Is Yucca Mountain Fair?
I really liked this post
over at Alas, a Blog on whether storing all of the nation's nuclear waste at Yucca Mountain constitutes an "acceptable risk" or not. Basically, there are two different ways of looking at this question. Scientists and geologists can get together, look at the details, and determine whether or not it's relatively safe to store nuclear waste at the site. For most people, it's hard to enter this debate without getting mired in a morass of technical questions.
(Personally, I've been convinced by a friend who has studied this issue in depth that there are still a lot
or problems with the Yucca proposal. I'd just add the rather banal observation that planning for 10,000 years is a task that borders on the absurd. Less than 10,000 years ago a bunch of people built a bunch of pyramids with warnings about Egyptian curses should anyone trespass. Explorers since then have, of course, disregarded those warnings and entered the pyramids. Whose to say our warnings won't be shrugged off in a similar fashion a few millennia from now?)
But there's also a fairness question at issue with Yucca Mountain that gets less play. Why, after all, should Nevada
of all places be the state to hold the nation's nuclear waste (especially since the country doesn't have any nuclear reactors)? In practice, the Department of Energy was ordered to consider Yucca—and Yucca only—for a storage facility back in 1987 because the congressional delegation from Nevada was fairly junior at the time. (Another proposal, if I recall, was to build pyramids out of nuclear waste in Texas, but that was squashed by Texas lawmakers.)
That procedural unfairness, among other things, is what concerns many of those opposed to the Yucca repository. So when supporters say that Yucca makes sense and cite this and that scientific study, they're talking past their opponents in many ways. But whether there's ever an acceptable way to decide the fairness question (someone
, after all, has to bear the risks of nuclear waste-storage) is unclear. The D.C. Circuit Court very recently ruled that Yucca was chosen by a fair process, but regardless of whether the opinion's
correct or not, it certainly hasn't changed any minds in Nevada.
Anyway, I certainly don't know how to settle this, but I thought I'd mention the curious tale of how France is dealing with these questions. French people tend to trust nuclear power much more than Americans do. A Frontline report
found that this might be because, to generalize a bit, French people trust their scientists and technocrats more than we do. France is also much more reliant on nuclear energy than the United States, so even though the French public is just as wary of the dangers of nuclear power as we are, they're more accepting of it.

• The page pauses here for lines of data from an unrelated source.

//! # Price Candidate Extractor
//!
//! Finds every number on the tag that could be a price.
//!
//! ## Scans
//! ```text
//! ┌─────┬────────────────────────────────────┬──────────────────────────┐
//! │ (a) │ decimal, two fraction digits       │ 89.90   199,99 руб       │
//! │ (b) │ integer followed by currency token │ 120 руб   45₽            │
//! │ (c) │ "цена:" label                      │ Цена: 89.9               │
//! │ (d) │ "стоимость:" label                 │ Стоимость: 1200          │
//! └─────┴────────────────────────────────────┴──────────────────────────┘
//!         │
//!         ▼
//!   parse (',' → '.') → keep (0, max_price) → sort ascending → dedup
//! ```
//!
//! Scan (b) never picks up the fraction digits of a decimal (the `90` in
//! `89.90 руб`): a number followed by a currency token only counts when it
//! has no decimal separator. The currency tokens are the same markers the
//! currency detector uses.

use once_cell::sync::Lazy;
use regex::Regex;
use tracing::trace;

use super::currency::currency_token;
use crate::validation::is_valid_price;

/// (a) Decimal with exactly two fraction digits, optional currency token.
static DECIMAL_PRICE_RE: Lazy<Regex> = Lazy::new(|| {
    Regex::new(&format!(r"(?i)(\d+[.,]\d{{2}})(?:\s*{})?", currency_token()))
        .expect("Invalid decimal price regex")
});

/// (b) Number followed by a currency token. Group 2 is set for decimals,
/// which this scan rejects.
static INTEGER_PRICE_RE: Lazy<Regex> = Lazy::new(|| {
    Regex::new(&format!(r"(?i)(\d+)([.,]\d+)?\s*{}", currency_token()))
        .expect("Invalid integer price regex")
});

/// (c) "цена:" label.
static PRICE_LABEL_RE: Lazy<Regex> = Lazy::new(|| {
    Regex::new(r"(?i)цена\s*:\s*(\d+(?:[.,]\d+)?)").expect("Invalid price label regex")
});

/// (d) "стоимость:" label.
static COST_LABEL_RE: Lazy<Regex> = Lazy::new(|| {
    Regex::new(r"(?i)стоимость\s*:\s*(\d+(?:[.,]\d+)?)").expect("Invalid cost label regex")
});

/// Parses a matched number, treating `,` as the decimal separator.
fn parse_number(raw: &str) -> Option<f64> {
    raw.replace(',', ".").parse::<f64>().ok()
}

/// Returns the distinct candidate prices in `text`, ascending.
///
/// Only values in the open interval `(0, max_price)` are kept.
///
/// ## Example
/// ```rust
/// use pricetag_core::detect::price::extract_price_candidates;
///
/// let prices = extract_price_candidates("Было 249.99 руб, стало 199.99 руб", 1_000_000.0);
/// assert_eq!(prices, vec![199.99, 249.99]);
/// ```
pub fn extract_price_candidates(text: &str, max_price: f64) -> Vec<f64> {
    let integers = INTEGER_PRICE_RE
        .captures_iter(text)
        .filter(|caps| caps.get(2).is_none())
        .filter_map(|caps| caps.get(1));

    let labelled = [&*DECIMAL_PRICE_RE, &*PRICE_LABEL_RE, &*COST_LABEL_RE]
        .into_iter()
        .flat_map(|re| re.captures_iter(text))
        .filter_map(|caps| caps.get(1));

    let mut candidates: Vec<f64> = labelled
        .chain(integers)
        .filter_map(|m| parse_number(m.as_str()))
        .filter(|value| is_valid_price(*value, max_price))
        .collect();

    candidates.sort_by(f64::total_cmp);
    candidates.dedup();

    trace!(count = candidates.len(), ?candidates, "Price candidates extracted");
    candidates
}
//! # Discount Extractor
//!
//! Picks the headline percentage off a tag.
//!
//! Tags often carry several percentages (loyalty tiers, "-10% / -25% with
//! card"); the largest plausible one is reported.
//!
//! The match is literal: optional minus, digits, `%` with nothing in
//! between. The digits of a fractional percentage are read from the last
//! separator on, so fat content `2.5%` reports 5.

use once_cell::sync::Lazy;
use regex::Regex;

use crate::validation::is_plausible_discount;

/// Optional minus, digits, percent sign. Nothing before the match is
/// consumed, so back-to-back percentages (`10%20%`) are all seen.
static PERCENT_RE: Lazy<Regex> =
    Lazy::new(|| Regex::new(r"-?(\d+)%").expect("Invalid percent regex"));

/// Returns the largest discount in `1..=99` found in `text`.
///
/// ## Example
/// ```rust
/// use pricetag_core::detect::discount::extract_discount;
///
/// assert_eq!(extract_discount("-10% по карте -25%"), Some(25));
/// assert_eq!(extract_discount("Скидка 100%"), None);
/// ```
pub fn extract_discount(text: &str) -> Option<u8> {
    PERCENT_RE
        .captures_iter(text)
        .filter_map(|caps| caps.get(1))
        .filter_map(|m| m.as_str().parse::<u32>().ok())
        .filter(|percent| is_plausible_discount(*percent))
        .max()
        .and_then(|percent| u8::try_from(percent).ok())
}

#[cfg(test)]
mod tests {
    use super::*;

    #[test]
    fn test_single_discount() {
        assert_eq!(extract_discount("скидка -20%"), Some(20));
        assert_eq!(extract_discount("20%"), Some(20));
        // A space before `%` breaks the marker.
        assert_eq!(extract_discount("выгода 15 %"), None);
    }

    #[test]
    fn test_takes_maximum() {
        assert_eq!(extract_discount("-5% -30% -10%"), Some(30));
        assert_eq!(extract_discount("10%20%"), Some(20));
    }

    #[test]
    fn test_bounds() {
        assert_eq!(extract_discount("1%"), Some(1));
        assert_eq!(extract_discount("99%"), Some(99));
        assert_eq!(extract_discount("0%"), None);
        assert_eq!(extract_discount("100%"), None);
        assert_eq!(extract_discount("100% -40%"), Some(40));
        assert_eq!(extract_discount("99999999999999999999%"), None);
    }

    #[test]
    fn test_fractional_percent_reads_trailing_digits() {
        assert_eq!(extract_discount("Молоко 2.5% 1л"), Some(5));
        assert_eq!(extract_discount("Кефир 3,2%"), Some(2));
        assert_eq!(extract_discount("Сливки 10.0%"), None);
    }

    #[test]
    fn test_no_percent() {
        assert_eq!(extract_discount(""), None);
        assert_eq!(extract_discount("Цена: 89.90 руб"), None);
    }
}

But the question of storing nuclear waste has still been extremely contentious in France. People living in rural areas don't like the idea of their countryside becoming a dump for radioactive waste—partly because it conflicted with traditional ideas about desecrating the earth and the like. But French politicians have recently changed their rhetoric and announced that they only planned to stock the nuclear waste temporarily—and watch over it—rather than bury it and forget about it, and the public has become, reportedly, more receptive to the idea. So making a concerted effort to address those fairness concerns can sway popular opinion to some extent.